Summary: The story of an artistic soul crushed out and lost in the stupidest war of all.
My Thoughts: The author throws out a disclaimer at the beginning of the book, saying that as he's no expert on the grander themes of the war, he won't get into it. But, then, he efficiently and effectively describes the war in succinct fashion. It was surprising how easily he did explain it.
Anyone telling the story of Vietnam has a choice to make: back the war or don't. More than once, he makes the point that while Americans thought they were fighting a war of containment, it wasn't the war that the Vietnamese were fighting. Their belief was that they were fighting off yet another imperialistic nation-state, attempting to avoid oppression.
Caught in this mess were hundreds of thousands of American military men and women, pawns of the political games being played in Washington, D.C. (My dad, at 19, volunteered, thinking the war was a noble effort; he came home dismayed).
Michael O'Donnell was one of those unwitting men. He tried to preserve his life, finding a profession - helicopter pilot - that would take a lot of training, and hopefully buy time for the war to come to an end.

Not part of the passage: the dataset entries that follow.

//! Node store - maps node indices to their sections and fields.

use std::cell::RefCell;
use std::collections::HashMap;

use super::drop_zone::DropZones;
use super::field::FieldNode;
use super::highlight::Highlight;
use super::section::SectionNode;
use super::view::View;
use crate::engine::Lifecycle;
use crate::error::Result;
use crate::reactive::ReactiveObject;
use crate::types::{NodeId, NodeKind};

/// A section or field.
#[derive(Clone)]
pub enum Node {
    Section(SectionNode),
    Field(FieldNode),
}

impl Node {
    pub fn node_id(&self) -> NodeId {
        match self {
            Node::Section(section) => section.node_id(),
            Node::Field(field) => field.node_id(),
        }
    }

    pub fn kind(&self) -> NodeKind {
        match self {
            Node::Section(_) => NodeKind::Section,
            Node::Field(_) => NodeKind::Field,
        }
    }

    pub fn id(&self) -> String {
        match self {
            Node::Section(section) => section.id(),
            Node::Field(field) => field.id(),
        }
    }

    pub fn data(&self) -> &ReactiveObject {
        match self {
            Node::Section(section) => section.data(),
            Node::Field(field) => field.data(),
        }
    }

    pub fn view(&self) -> &View {
        match self {
            Node::Section(section) => section.view(),
            Node::Field(field) => field.view(),
        }
    }

    pub fn highlight(&self) -> &Highlight {
        match self {
            Node::Section(section) => section.highlight(),
            Node::Field(field) => field.highlight(),
        }
    }

    pub fn zones(&self) -> &DropZones {
        match self {
            Node::Section(section) => section.zones(),
            Node::Field(field) => field.zones(),
        }
    }

    pub fn lifecycle(&self) -> Lifecycle {
        match self {
            Node::Section(section) => section.lifecycle(),
            Node::Field(field) => field.lifecycle(),
        }
    }

    pub fn is_live(&self) -> bool {
        self.lifecycle().is_live()
    }

    pub fn send_edit_event(&self) {
        match self {
            Node::Section(section) => section.send_edit_event(),
            Node::Field(field) => field.send_edit_event(),
        }
    }

    pub fn as_field(&self) -> Option<&FieldNode> {
        match self {
            Node::Field(field) => Some(field),
            Node::Section(_) => None,
        }
    }

    pub fn as_section(&self) -> Option<&SectionNode> {
        match self {
            Node::Section(section) => Some(section),
            Node::Field(_) => None,
        }
    }

    pub(crate) fn connect(&self) -> Result<()> {
        match self {
            Node::Section(section) => section.connect(),
            Node::Field(field) => field.connect(),
        }
    }

    pub(crate) fn disconnect(&self) {
        match self {
            Node::Section(section) => section.disconnect(),
            Node::Field(field) => field.disconnect(),
        }
    }
}

thread_local! {
    static NODES: RefCell<HashMap<NodeId, Node>> = RefCell::new(HashMap::new());
}

pub(crate) fn insert(node: Node) {
    NODES.with(|nodes| {
        nodes.borrow_mut().insert(node.node_id(), node);
    });
}

pub(crate) fn remove(node: NodeId) -> Option<Node> {
    NODES.with(|nodes| nodes.borrow_mut().remove(&node))
}

pub fn get_node(node: NodeId) -> Option<Node> {
    NODES.with(|nodes| nodes.borrow().get(&node).cloned())
}

pub fn get_field(node: NodeId) -> Option<FieldNode> {
    match get_node(node)? {
        Node::Field(field) => Some(field),
        Node::Section(_) => None,
    }
}

pub fn get_section(node: NodeId) -> Option<SectionNode> {
    match get_node(node)? {
        Node::Section(section) => Some(section),
        Node::Field(_) => None,
    }
}

/// Look a node up by its element id.
pub fn find_by_id(id: &str) -> Option<Node> {
    crate::engine::get_index(id).and_then(get_node)
}

pub fn node_count() -> usize {
    NODES.with(|nodes| nodes.borrow().len())
}

pub fn reset_nodes() {
    let nodes = NODES.with(|nodes| std::mem::take(&mut *nodes.borrow_mut()));
    drop(nodes);
}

He wasn't a warrior. He was a poet, a songwriter. He shouldn't have been there.
In the end, he was a hero.
His death shocked his family, but his mother and father never found out how he died. He was listed as missing in action until the family begged the government to change him over to deceased, so they could find some peace. But, three decades after his death, word finally arrived that his remains had been found.
The story is about an era that we'd like to forget, and an America we wish never existed, from the top of the federal government on down. The war took far too many Americans who didn't have to die, or be wounded physically, mentally, spiritually, like Michael O'Donnell, and like my dad.